The "Chinese politeness" that hurts the child the most, do you force the child to do it?

The harm of being forced to socialize

In the cognition of many parents, it is normal for children to say hello to the New Year, because when they were young, they were also forced by their parents to say hello to various relatives, and they did not feel any impact! In fact, this kind of forced socialization is really not a small thing for children. In this small social environment, all the strangeness, embarrassment and cramped uneasiness are fleeting and then forgotten by adults. But for children, it will be deeply imprinted in the mind. If parents reprimand in person, or keep labeling their children as "timid and afraid of life, introverted and not fond of calling people", the impact is even greater.

The "Chinese politeness" that hurts the child the most, do you force the child to do it?

1. Destroy your child's sense of security

Visiting relatives and friends during the New Year, many relatives and friends who are familiar to parents are strangers to children who meet for the first time. At this time, most of the children are insecure, nervous and afraid. Studies have found that when children under the age of 10 come into contact with strangers, the left brain produces a resistance signal, resulting in a subconscious action of self-protection. If you blindly force your children to pay homage to unfamiliar people, it is easy to destroy their sense of security.

2. False self-perception

Children are reluctant to pay homage to the New Year, and many parents will help explain in order to resolve this embarrassing scene, such as "the child's personality is a little introverted, don't be surprised", "The child is actually quite polite, but a little shy." "A parent's explanation makes young children who can't distinguish between words easily fall into self-denial, thinking that they are timid and introverted children, thus forming a false self-perception, becoming inferior and having no self-confidence."
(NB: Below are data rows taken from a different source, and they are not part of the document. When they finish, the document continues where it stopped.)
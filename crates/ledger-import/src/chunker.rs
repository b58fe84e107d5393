//! Streaming conversion of an import file into size-bounded chunks.
//!
//! [`StreamingChunker`] is a pull iterator: each `next()` reads just enough
//! of the input to fill one chunk. Records are validated structurally as
//! they are read; full validation happens when a chunk is applied.

use anyhow::{anyhow, Context, Result};
use serde::{Deserialize, Serialize};
use std::fmt;
use std::fs::File;
use std::io::{BufRead, BufReader};
use std::path::Path;
use tracing::{debug, info};

use ledger_types::{ImportChunk, Ledger, LedgerEntry, LedgerKey, LedgerToEntries};

use crate::config::ChunkConfig;
use crate::json_stream::JsonArrayStream;

/// Accepted names of the record array.
pub const RECORD_FIELDS: &[&str] = &["ledgerToEntries", "ledger_to_entries"];

/// Record shape as it appears in the file, before structural checks.
#[derive(Deserialize)]
#[serde(rename_all = "camelCase")]
struct RawLedgerToEntries {
    #[serde(default, alias = "ledger_key")]
    ledger_key: Option<LedgerKey>,
    #[serde(default)]
    ledger: Option<Ledger>,
    #[serde(default)]
    entries: Option<Vec<Option<LedgerEntry>>>,
}

impl RawLedgerToEntries {
    fn into_record(self) -> Result<LedgerToEntries> {
        let key = self.ledger_key.ok_or_else(|| anyhow!("ledger key is nil"))?;
        if key.nft_id.is_empty() {
            return Err(anyhow!("ledger key NftId is empty"));
        }
        if key.asset_class_id.is_empty() {
            return Err(anyhow!("ledger key AssetClassId is empty"));
        }
        let entries = self
            .entries
            .unwrap_or_default()
            .into_iter()
            .enumerate()
            .map(|(i, e)| e.ok_or_else(|| anyhow!("entry at index {} is nil", i)))
            .collect::<Result<Vec<_>>>()?;
        Ok(LedgerToEntries::new(key, self.ledger, entries))
    }
}

/// Position in the record array: the first `records` records are fully
/// imported, as are the ledger and first `entries` entries of the next one.
#[derive(Debug, Clone, Copy, Default, PartialEq, Eq, Serialize, Deserialize)]
pub struct RecordCursor {
    pub records: usize,
    pub entries: usize,
}

impl RecordCursor {
    pub fn new(records: usize, entries: usize) -> Self {
        Self { records, entries }
    }

    pub fn is_start(&self) -> bool {
        *self == Self::default()
    }
}

impl fmt::Display for RecordCursor {
    fn fmt(&self, f: &mut fmt::Formatter<'_>) -> fmt::Result {
        write!(f, "record {} entry {}", self.records, self.entries)
    }
}

#[derive(Debug, Clone, PartialEq, Eq)]
enum ResumeState {
    Off,
    Seeking(String),
    Skipping(RecordCursor),
    Found,
}

pub struct StreamingChunker<R: BufRead> {
    stream: JsonArrayStream<R>,
    max_chunk_size_bytes: usize,
    resume: ResumeState,
    current: Vec<LedgerToEntries>,
    current_size: usize,
    /// Serialized size of an empty chunk.
    overhead: usize,
    records_read: usize,
    total_ledgers: usize,
    total_entries: usize,
    finished: bool,
}

impl StreamingChunker<BufReader<File>> {
    pub fn open_file(path: &Path, config: &ChunkConfig, resume_from: Option<&str>) -> Result<Self> {
        let file = File::open(path).with_context(|| format!("Failed to open {}", path.display()))?;
        Self::new(BufReader::new(file), config, resume_from)
    }
}

impl<R: BufRead> StreamingChunker<R> {
    pub fn new(reader: R, config: &ChunkConfig, resume_from: Option<&str>) -> Result<Self> {
        let stream = JsonArrayStream::open(reader, RECORD_FIELDS)?;
        let overhead = ImportChunk::default().size_bytes()?;
        let resume = match resume_from {
            Some(id) if !id.is_empty() => ResumeState::Seeking(id.to_string()),
            _ => ResumeState::Off,
        };
        Ok(Self {
            stream,
            max_chunk_size_bytes: config.max_chunk_size_bytes,
            resume,
            current: Vec::new(),
            current_size: overhead,
            overhead,
            records_read: 0,
            total_ledgers: 0,
            total_entries: 0,
            finished: false,
        })
    }

    /// Resume at a record position instead of a correlation id. This also
    /// skips committed records that carry no entries.
    pub fn resume_at(mut self, cursor: RecordCursor) -> Self {
        self.resume = if cursor.is_start() {
            ResumeState::Off
        } else {
            ResumeState::Skipping(cursor)
        };
        self
    }

    /// Records and entries accepted so far, including those in a chunk not
    /// yet returned.
    pub fn totals(&self) -> (usize, usize) {
        (self.total_ledgers, self.total_entries)
    }

    fn decode(&self, raw: &[u8]) -> Result<LedgerToEntries> {
        let index = self.records_read;
        let parsed: RawLedgerToEntries = serde_json::from_slice(raw)
            .map_err(|e| anyhow!("failed to decode LedgerToEntries at index {}: {}", index, e))?;
        parsed
            .into_record()
            .map_err(|e| anyhow!("invalid LedgerToEntries at index {}: {}", index, e))
    }

    /// Drop everything before the resume point. `ordinal` is the record's
    /// position in the input.
    fn apply_resume(&mut self, ordinal: usize, mut record: LedgerToEntries) -> Result<Option<LedgerToEntries>> {
        let skip = match &self.resume {
            ResumeState::Off | ResumeState::Found => return Ok(Some(record)),
            ResumeState::Seeking(id) => match record.entries.iter().position(|e| &e.correlation_id == id) {
                Some(pos) => pos + 1,
                None => return Ok(None),
            },
            ResumeState::Skipping(cursor) => {
                if ordinal < cursor.records {
                    return Ok(None);
                }
                if cursor.entries > record.entries.len() {
                    return Err(anyhow!(
                        "resume point {} is past the end of LedgerToEntries at index {} ({} entries)",
                        cursor,
                        ordinal,
                        record.entries.len()
                    ));
                }
                cursor.entries
            }
        };

        info!(
            record = ordinal,
            skipped_entries = skip,
            ledger = %record.ledger_key,
            "resume point found"
        );
        self.resume = ResumeState::Found;
        if skip == 0 {
            return Ok(Some(record));
        }
        // The ledger was created with the entries already imported.
        record.ledger = None;
        record.entries.drain(..skip);
        if record.entries.is_empty() {
            Ok(None)
        } else {
            Ok(Some(record))
        }
    }

    /// Add a record; returns the sealed chunk when the record did not fit.
    fn push(&mut self, record: LedgerToEntries) -> Result<Option<ImportChunk>> {
        let size = serde_json::to_vec(&record)?.len();
        self.total_ledgers += 1;
        self.total_entries += record.entries.len();

        let separator = usize::from(!self.current.is_empty());
        if !self.current.is_empty() && self.current_size + separator + size > self.max_chunk_size_bytes {
            let sealed = self.seal();
            self.current_size += size;
            self.current.push(record);
            return Ok(sealed);
        }

        self.current_size += separator + size;
        self.current.push(record);
        Ok(None)
    }

    fn seal(&mut self) -> Option<ImportChunk> {
        if self.current.is_empty() {
            return None;
        }
        let chunk = ImportChunk::new(std::mem::take(&mut self.current));
        debug!(
            records = chunk.ledger_count(),
            entries = chunk.entry_count(),
            bytes = self.current_size,
            "chunk sealed"
        );
        self.current_size = self.overhead;
        Some(chunk)
    }

    fn next_chunk(&mut self) -> Result<Option<ImportChunk>> {
        loop {
            let Some(raw) = self.stream.next_raw()? else {
                match &self.resume {
                    ResumeState::Seeking(id) => {
                        return Err(anyhow!("resume correlation id {:?} not found in input", id));
                    }
                    // Every record was already imported.
                    ResumeState::Skipping(cursor) if cursor.records == self.records_read && cursor.entries == 0 => {}
                    ResumeState::Skipping(cursor) => {
                        return Err(anyhow!(
                            "resume point {} is past the end of input ({} records)",
                            cursor,
                            self.records_read
                        ));
                    }
                    ResumeState::Off | ResumeState::Found => {}
                }
                return Ok(self.seal());
            };

            let ordinal = self.records_read;
            let record = self.decode(&raw)?;
            self.records_read += 1;

            let Some(record) = self.apply_resume(ordinal, record)? else {
                continue;
            };
            if let Some(chunk) = self.push(record)? {
                return Ok(Some(chunk));
            }
        }
    }
}

impl<R: BufRead> Iterator for StreamingChunker<R> {
    type Item = Result<ImportChunk>;

    fn next(&mut self) -> Option<Self::Item> {
        if self.finished {
            return None;
        }
        match self.next_chunk() {
            Ok(Some(chunk)) => Some(Ok(chunk)),
            Ok(None) => {
                self.finished = true;
                None
            }
            Err(e) => {
                self.finished = true;
                Some(Err(e))
            }
        }
    }
}

#[derive(Debug, Clone, Default, PartialEq, Eq)]
pub struct ChunkedResult {
    pub chunks: Vec<ImportChunk>,
    pub total_ledgers: usize,
    pub total_entries: usize,
}

impl ChunkedResult {
    pub fn from_chunks(chunks: Vec<ImportChunk>) -> Self {
        let total_ledgers = chunks.iter().map(ImportChunk::ledger_count).sum();
        let total_entries = chunks.iter().map(ImportChunk::entry_count).sum();
        Self {
            chunks,
            total_ledgers,
            total_entries,
        }
    }
}

/// Chunk a whole input. Any error discards the partial result.
pub fn process<R: BufRead>(reader: R, config: &ChunkConfig, resume_from: Option<&str>) -> Result<ChunkedResult> {
    let chunks = StreamingChunker::new(reader, config, resume_from)?.collect::<Result<Vec<_>>>()?;
    Ok(ChunkedResult::from_chunks(chunks))
}

/// Like [`process`] but stops after `max_chunks` chunks.
pub fn process_with_limit<R: BufRead>(
    reader: R,
    config: &ChunkConfig,
    resume_from: Option<&str>,
    max_chunks: usize,
) -> Result<ChunkedResult> {
    let chunks = StreamingChunker::new(reader, config, resume_from)?
        .take(max_chunks)
        .collect::<Result<Vec<_>>>()?;
    Ok(ChunkedResult::from_chunks(chunks))
}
The "Chinese politeness" that hurts the child the most, do you force the child to do it?

3. Children will become rebellious

Forcing children to pay homage to the New Year is also forcing children to obey and be obedient, which is a kind of face display for parents. But for children, their own feelings and needs are ignored and suppressed by their parents. In the long run, as children get older, their rebellious psychology will become heavier and heavier.

4. Children are increasingly repulsive to socializing

Children's fear and shyness toward strangers is an innate ability to protect themselves. Forcing children to pay homage to the New Year and reprimanding them will make them less and less like to interact with people, and thus more and more repulsive to socializing.